Having found an increasing level of success since the film which brought him to the world's attention in The Girl Who Leapt Through Time, Mamoru Hosoda has found himself at the forefront of the tiresome argument as to who the "next Miyazaki" might be (as a hint, there will be no "next Miyazaki", the suggestion that his creativity can simply be reproduced is a foolish one). Since Hayao Miyazaki's retirement that desire to label Hosoda as such has arguably reached fever pitch, to the point where we've seen traditional Studio Ghibli film distributor for the UK STUDIOCANAL pick up his latest work to bring to our shores.
The Boy and the Beast isn't a direct sequel to Hosoda's previous work Wolf Children in any sense, but thematically it continues a very clear throughline of its director and (for the first time) sole screenwriter's worries and thought processes as a father. While Wolf Children deals with the difficulties of bringing up young children in a safe and healthy environment, The Boy and the Beast is effectively concerned with the next stage of that process - teaching them the skills to get by in life, and what happens when your offspring surpass your own knowledge and understanding.
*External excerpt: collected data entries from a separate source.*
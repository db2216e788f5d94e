//! CLI application for credit-card statement parsing.

mod commands;

use clap::{Parser, Subcommand};
use tracing::Level;
use tracing_subscriber::FmtSubscriber;

use commands::{banks, config, parse};

/// CreditCard Intel - Extract key fields from credit card statements
#[derive(Parser)]
#[command(name = "ccintel")]
#[command(author, version, about, long_about = None)]
struct Cli {
    /// Enable verbose output
    #[arg(short, long, action = clap::ArgAction::Count, global = true)]
    verbose: u8,

    /// Path to config file
    #[arg(short, long, global = true)]
    config: Option<String>,

    #[command(subcommand)]
    command: Commands,
}

#[derive(Subcommand)]
enum Commands {
    /// Parse a single statement file
    Parse(parse::ParseArgs),

    /// List supported banks
    Banks(banks::BanksArgs),

    /// Manage configuration
    Config(config::ConfigArgs),
}

#[tokio::main]
async fn main() -> anyhow::Result<()> {
    let cli = Cli::parse();

    // Set up logging based on verbosity
    let level = match cli.verbose {
        0 => Level::WARN,
        1 => Level::INFO,
        2 => Level::DEBUG,
        _ => Level::TRACE,
    };

    let subscriber = FmtSubscriber::builder()
        .with_max_level(level)
        .with_target(false)
        .with_writer(std::io::stderr)
        .finish();

    tracing::subscriber::set_global_default(subscriber)?;

    // Execute command
    match cli.command {
        Commands::Parse(args) => parse::run(args, cli.config.as_deref()).await,
        Commands::Banks(args) => banks::run(args, cli.config.as_deref()),
        Commands::Config(args) => config::run(args, cli.config.as_deref()),
    }
}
For the film's protagonist Ren, the prospect of having parents at all must seem a tantalising one - with an errant father following a divorce compounded by the death of his mother in a traffic accident he's suddenly left alone, with the only ones purporting to care about him more interested in his role as the heir to some kind of unspecified organisation rather than his needs as a young boy. Understandably for the emotional and outspoken kid, his launches into a tirade against these so-called "guardians" before fleeing into the Tokyo night.
For a nine year-old left all alone the streets of Shibuya are a dizzying and uneasy place to be, but even this doesn't prepare Ren for an encounter with a pair of beasts in disguise as they discuss the need for the larger of the two to take on a pupil. While this chance meeting leaves Ren frozen in fear and surprise, the threat of being taken into custody by police and returned to his unwelcoming "home" leads him to make a do or die situation and follow the strange creatures he's just sighted.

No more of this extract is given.